Supplied material:
// SPDX-License-Identifier: MIT
// Copyright (c) 2025 ReifyDB

use indexmap::IndexMap;
use tracing::instrument;

use super::{Streamer, capacity_hint, generic};
use crate::{
	Error, Result, TypeError,
	error::CodecDirection,
	stream::{BufferReader, BufferWriter},
	value::{
		Object, OrderedF32, OrderedF64, Value,
		r#type::{ObjectType, Type},
	},
	return_error,
};

impl Streamer for Type {
	fn write_value(&self, out: &mut BufferWriter, value: &Value) -> Result<()> {
		match self {
			Type::Undefined => generic::write_generic(out, value),
			Type::Array(inner) => write_array(self, inner, out, value),
			Type::Object(object) => object.write_value(out, value),
			primitive => write_primitive(primitive, out, value),
		}
	}

	fn read_value(&self, input: &mut BufferReader<'_>) -> Result<Value> {
		match self {
			Type::Undefined => generic::read_generic(input),
			Type::Array(inner) => read_array(inner, input),
			Type::Object(object) => object.read_value(input),
			primitive => read_primitive(primitive, input),
		}
	}
}

fn mismatch(expected: &Type, value: &Value) -> Error {
	crate::error!(TypeError::InvalidValue {
		expected: expected.clone(),
		actual: value.get_type(),
	})
}

fn write_primitive(ty: &Type, out: &mut BufferWriter, value: &Value) -> Result<()> {
	if value.is_null() {
		out.write_bool(false);
		return Ok(());
	}
	match (ty, value) {
		(Type::Boolean, Value::Boolean(v)) => {
			out.write_bool(true);
			out.write_bool(*v);
		}
		(Type::Byte, Value::Byte(v)) => {
			out.write_bool(true);
			out.write_i8(*v);
		}
		(Type::Short, Value::Short(v)) => {
			out.write_bool(true);
			out.write_i16(*v);
		}
		(Type::Integer, Value::Integer(v)) => {
			out.write_bool(true);
			out.write_i32(*v);
		}
		(Type::Long, Value::Long(v)) => {
			out.write_bool(true);
			out.write_i64(*v);
		}
		(Type::Float, Value::Float(v)) => {
			out.write_bool(true);
			out.write_f32(v.value());
		}
		(Type::Double, Value::Double(v)) => {
			out.write_bool(true);
			out.write_f64(v.value());
		}
		(Type::Text, Value::Text(v)) => {
			out.write_bool(true);
			out.write_str(v)?;
		}
		(ty, value) => return Err(mismatch(ty, value)),
	}
	Ok(())
}

fn read_primitive(ty: &Type, input: &mut BufferReader<'_>) -> Result<Value> {
	if !input.read_bool()? {
		return Ok(Value::Null);
	}
	let value = match ty {
		Type::Boolean => Value::Boolean(input.read_bool()?),
		Type::Byte => Value::Byte(input.read_i8()?),
		Type::Short => Value::Short(input.read_i16()?),
		Type::Integer => Value::Integer(input.read_i32()?),
		Type::Long => Value::Long(input.read_i64()?),
		Type::Float => Value::Float(read_f32(input)?),
		Type::Double => Value::Double(read_f64(input)?),
		Type::Text => Value::Text(input.read_string()?),
		Type::Undefined | Type::Array(_) | Type::Object(_) => {
			unreachable!("composite types are dispatched before primitives")
		}
	};
	Ok(value)
}

pub(super) fn read_f32(input: &mut BufferReader<'_>) -> Result<OrderedF32> {
	match OrderedF32::try_from(input.read_f32()?) {
		Ok(v) => Ok(v),
		Err(_) => return_error!(TypeError::Corrupt {
			reason: "NaN float payload".to_string()
		}),
	}
}

pub(super) fn read_f64(input: &mut BufferReader<'_>) -> Result<OrderedF64> {
	match OrderedF64::try_from(input.read_f64()?) {
		Ok(v) => Ok(v),
		Err(_) => return_error!(TypeError::Corrupt {
			reason: "NaN double payload".to_string()
		}),
	}
}

// vint(len + 1); 0 marks a null array
fn write_array(ty: &Type, inner: &Type, out: &mut BufferWriter, value: &Value) -> Result<()> {
	match value {
		Value::Null => {
			out.write_vint(0);
			Ok(())
		}
		Value::Array(values) => {
			out.write_len(values.len() + 1)?;
			for value in values {
				inner.write_value(out, value)?;
			}
			Ok(())
		}
		other => Err(mismatch(ty, other)),
	}
}

fn read_array(inner: &Type, input: &mut BufferReader<'_>) -> Result<Value> {
	let len = match input.read_len()? {
		0 => return Ok(Value::Null),
		n => n - 1,
	};
	let mut values = Vec::with_capacity(capacity_hint(len, input));
	for _ in 0..len {
		values.push(inner.read_value(input)?);
	}
	Ok(Value::Array(values))
}

impl ObjectType {
	fn integrity_fault(&self, field: &str, direction: CodecDirection) -> Error {
		let known_fields: Vec<String> = self.fields().map(|f| f.keys().cloned().collect()).unwrap_or_default();
		tracing::error!(
			field,
			%direction,
			known = ?known_fields,
			"object field outside of schema"
		);
		crate::error!(TypeError::ProtocolIntegrityFault {
			field: field.to_string(),
			direction,
			known_fields,
		})
	}
}

impl Streamer for ObjectType {
	#[instrument(name = "codec::object::write", level = "trace", skip_all)]
	fn write_value(&self, out: &mut BufferWriter, value: &Value) -> Result<()> {
		let Some(fields) = self.fields() else {
			return write_untyped(self, out, value);
		};
		let Value::Object(object) = value else {
			return Err(mismatch(&Type::Object(self.clone()), value));
		};

		out.write_len(object.len())?;
		for (name, child) in object {
			let Some(ty) = fields.get(name) else {
				return Err(self.integrity_fault(name, CodecDirection::Write));
			};
			out.write_str(name)?;
			ty.write_value(out, child)?;
		}
		Ok(())
	}

	#[instrument(name = "codec::object::read", level = "trace", skip_all)]
	fn read_value(&self, input: &mut BufferReader<'_>) -> Result<Value> {
		let Some(fields) = self.fields() else {
			return read_untyped(input);
		};

		let count = input.read_len()?;
		let mut object: Object = IndexMap::with_capacity(capacity_hint(count, input));
		for _ in 0..count {
			let name = input.read_string()?;
			let Some(ty) = fields.get(&name) else {
				return Err(self.integrity_fault(&name, CodecDirection::Read));
			};
			let child = ty.read_value(input)?;
			if object.insert(name, child).is_some() {
				return_error!(TypeError::Corrupt {
					reason: "object field repeated".to_string()
				});
			}
		}
		Ok(Value::Object(object))
	}
}

fn write_untyped(ty: &ObjectType, out: &mut BufferWriter, value: &Value) -> Result<()> {
	match value {
		Value::Null | Value::Object(_) => generic::write_generic(out, value),
		other => Err(mismatch(&Type::Object(ty.clone()), other)),
	}
}

fn read_untyped(input: &mut BufferReader<'_>) -> Result<Value> {
	match generic::read_generic(input)? {
		value @ (Value::Null | Value::Object(_)) => Ok(value),
		other => return_error!(TypeError::Corrupt {
			reason: format!("expected an object, found a {} value", other.get_type())
		}),
	}
}

#[cfg(test)]
mod tests {
	use super::*;

	fn round_trip(ty: &Type, value: &Value) -> Value {
		let bytes = ty.encode(value).unwrap();
		ty.decode(&bytes).unwrap()
	}

	#[test]
	fn test_primitive_presence_flag() {
		assert_eq!(Type::Integer.encode(&Value::Null).unwrap(), vec![0x00]);
		assert_eq!(Type::Integer.encode(&Value::int(1)).unwrap(), vec![0x01, 0x00, 0x00, 0x00, 0x01]);
		assert_eq!(Type::Boolean.encode(&Value::bool(true)).unwrap(), vec![0x01, 0x01]);
	}

	#[test]
	fn test_primitive_round_trip() {
		for (ty, value) in [
			(Type::Boolean, Value::bool(false)),
			(Type::Byte, Value::byte(-7)),
			(Type::Short, Value::short(i16::MIN)),
			(Type::Long, Value::long(i64::MAX)),
			(Type::Float, Value::float(0.25f32)),
			(Type::Double, Value::double(-1.5e300)),
			(Type::Text, Value::text("")),
		] {
			assert_eq!(round_trip(&ty, &value), value);
			assert_eq!(round_trip(&ty, &Value::Null), Value::Null);
		}
	}

	#[test]
	fn test_primitive_rejects_other_variant() {
		let err = Type::Integer.encode(&Value::long(1)).unwrap_err();
		assert_eq!(err.code(), "TYPE_002");
	}

	#[test]
	fn test_array() {
		let ty = Type::Array(Box::new(Type::Short));
		assert_eq!(ty.encode(&Value::Null).unwrap(), vec![0x00]);
		assert_eq!(ty.encode(&Value::array([])).unwrap(), vec![0x01]);

		let value = Value::array([Value::short(1i16), Value::Null]);
		assert_eq!(ty.encode(&value).unwrap(), vec![0x03, 0x01, 0x00, 0x01, 0x00]);
		assert_eq!(round_trip(&ty, &value), value);
	}

	#[test]
	fn test_undefined_uses_generic_codec() {
		let value = Value::array([Value::int(1), Value::text("a")]);
		assert_eq!(round_trip(&Type::Undefined, &value), value);
	}

	#[test]
	fn test_null_object_with_schema_is_rejected() {
		let ty = Type::Object(ObjectType::builder().field("a", Type::Integer).build());
		assert_eq!(ty.encode(&Value::Null).unwrap_err().code(), "TYPE_002");
	}

	#[test]
	fn test_untyped_object_accepts_null() {
		let ty = Type::Object(ObjectType::untyped());
		assert_eq!(round_trip(&ty, &Value::Null), Value::Null);
		assert_eq!(ty.encode(&Value::int(1)).unwrap_err().code(), "TYPE_002");
	}

	#[test]
	fn test_repeated_field_is_corrupt() {
		let ty = Type::Object(ObjectType::builder().field("a", Type::Boolean).build());
		let bytes = [0x02, 0x01, b'a', 0x01, 0x01, 0x01, b'a', 0x00];
		assert_eq!(ty.decode(&bytes).unwrap_err().code(), "CODEC_003");
	}
}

Work task: How many of the lines in this material contain the word "super"? State the number and nothing else.

Answer area: 4